Accentué par la politique du chiffre datant de l’ère Sarkozy, le nombre d’affaires liées à la consommation s’élevait à 106 000 en 2010, quand on n’en comptait que 14 000 en 1990. Or, celles concernant les trafiquants n’ont jamais atteint 10 % du total. On estime ainsi que plus de 9 000 usagers de drogues (à 95 % de cannabis) seraient passés par la prison en 2010, avec tous les risques de récidive, voire de plongée dans une délinquance bien plus grave.
Enfin, du point de vue sanitaire, on sait que la prohibition empêche tout contrôle de la qualité du cannabis, les dealers se moquant pas mal des effets sur la santé du produit qu’ils cherchent à revendre au meilleur prix. Comme l’ont montré les enquêtes du journaliste marseillais Philippe Pujol [^1], l’appât du gain les amène à « couper » le haschich revendu dans les quartiers nord de la cité phocéenne avec du pneu, du plastique, de la bougie ou des médicaments destinés aux animaux. On devine les conséquences sur le fumeur d’un tel mélange…

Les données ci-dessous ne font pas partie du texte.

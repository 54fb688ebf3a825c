//! Object storage trait for pluggable payload backends.

use std::fmt;
use std::time::Duration;

use async_trait::async_trait;
use bytes::Bytes;

use crate::result::AppResult;

/// Trait for object storage backends holding raw file payloads.
///
/// Implementations exist for S3-compatible services and an in-memory
/// store used by tests and credential-free local runs. The trait is
/// defined here in `fileheap-core` and implemented in `fileheap-storage`.
#[async_trait]
pub trait ObjectStore: Send + Sync + fmt::Debug + 'static {
    /// Return the backend type name (e.g., "s3", "memory").
    fn provider_type(&self) -> &str;

    /// Write the payload under the given key in the configured bucket.
    async fn put(&self, key: &str, data: Bytes) -> AppResult<()>;

    /// Produce a time-limited signed retrieval URL for a key.
    ///
    /// The key is not checked for existence; signing a key that was never
    /// written yields a URL that fails at retrieval time.
    async fn presigned_get_url(&self, key: &str, ttl: Duration) -> AppResult<String>;

    /// Delete the object under the given key.
    async fn delete(&self, key: &str) -> AppResult<()>;

    /// Check whether the backend is reachable.
    async fn health_check(&self) -> AppResult<bool>;
}
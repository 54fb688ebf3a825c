//! Request query parameters.

use serde::Deserialize;

/// Query parameters for `POST /file`.
#[derive(Debug, Clone, Deserialize)]
pub struct CreateFileQuery {
    /// Optional classification string stored alongside the record.
    pub filetype: Option<String>,
}

/// Query parameters for `GET /file`.
#[derive(Debug, Clone, Deserialize)]
pub struct ListFilesQuery {
    /// Comma-separated list of owner identifiers.
    pub user: Option<String>,
}
//! Auth rejection behavior: status codes and absence of side effects.

use axum::http::StatusCode;
use uuid::Uuid;

use fileheap_core::types::id::UserId;

use crate::helpers::TestApp;

#[tokio::test]
async fn test_upload_with_invalid_token_is_400_and_writes_nothing() {
    let app = TestApp::new();

    let response = app
        .upload("/file", Some("bogus"), "report.pdf", b"%PDF-1.7")
        .await;

    assert_eq!(response.status, StatusCode::BAD_REQUEST);
    assert_eq!(response.body["message"], "Invalid access token");
    assert!(app.objects.is_empty());
    assert_eq!(app.files.record_count(), 0);
}

#[tokio::test]
async fn test_list_with_invalid_token_is_401() {
    let app = TestApp::new();

    let response = app
        .get(&format!("/file?user={}", Uuid::new_v4()), Some("bogus"))
        .await;

    assert_eq!(response.status, StatusCode::UNAUTHORIZED);
}

#[tokio::test]
async fn test_link_with_invalid_token_is_401() {
    let app = TestApp::new();

    let response = app
        .get(&format!("/file/{}", Uuid::new_v4()), Some("bogus"))
        .await;

    assert_eq!(response.status, StatusCode::UNAUTHORIZED);
}

#[tokio::test]
async fn test_missing_token_rejects_without_downstream_calls() {
    let u1 = UserId::new();
    let app = TestApp::with_tokens(&[("T1", u1)]);

    let upload = app.upload("/file", None, "report.pdf", b"%PDF-1.7").await;
    let list = app.get(&format!("/file?user={u1}"), None).await;
    let link = app.get(&format!("/file/{}", Uuid::new_v4()), None).await;

    assert_eq!(upload.status, StatusCode::BAD_REQUEST);
    assert_eq!(list.status, StatusCode::UNAUTHORIZED);
    assert_eq!(link.status, StatusCode::UNAUTHORIZED);

    // No validation call ever left the process, and nothing was written.
    assert_eq!(app.validator.calls(), 0);
    assert!(app.objects.is_empty());
    assert_eq!(app.files.record_count(), 0);
}

#[tokio::test]
async fn test_empty_token_header_is_not_anonymous() {
    let app = TestApp::new();

    let response = app
        .get(&format!("/file?user={}", Uuid::new_v4()), Some(""))
        .await;

    assert_eq!(response.status, StatusCode::UNAUTHORIZED);
    assert_eq!(app.validator.calls(), 0);
}

#[tokio::test]
async fn test_rejected_upload_leaves_storage_untouched_even_with_other_users() {
    let u1 = UserId::new();
    let app = TestApp::with_tokens(&[("T1", u1)]);

    app.upload("/file", Some("T1"), "kept.txt", b"kept").await;
    let response = app.upload("/file", Some("wrong"), "evil.txt", b"evil").await;

    assert_eq!(response.status, StatusCode::BAD_REQUEST);
    assert!(app.objects.contains("kept.txt"));
    assert!(!app.objects.contains("evil.txt"));
    assert_eq!(app.files.record_count(), 1);
}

Tous ces arguments en faveur d’une régulation, montrant l’ineptie de la logique prohibitionniste, avaient déjà été énoncés il y a tout juste quarante ans dans l’Appel du 18-Joint, publié en juin 1976 dans Libération et signé par Deleuze, Foucault, Lyotard, Kouchner… Quarante ans après, la situation a empiré avec un usage massifié. Qu’attend-on donc encore ?
[^1] Cf. La Fabrique du monstre. 10 ans d’immersion dans les quartiers nord de Marseille (Les Arènes). Lire son interview dans Politis n° 1390, 11 février 2016.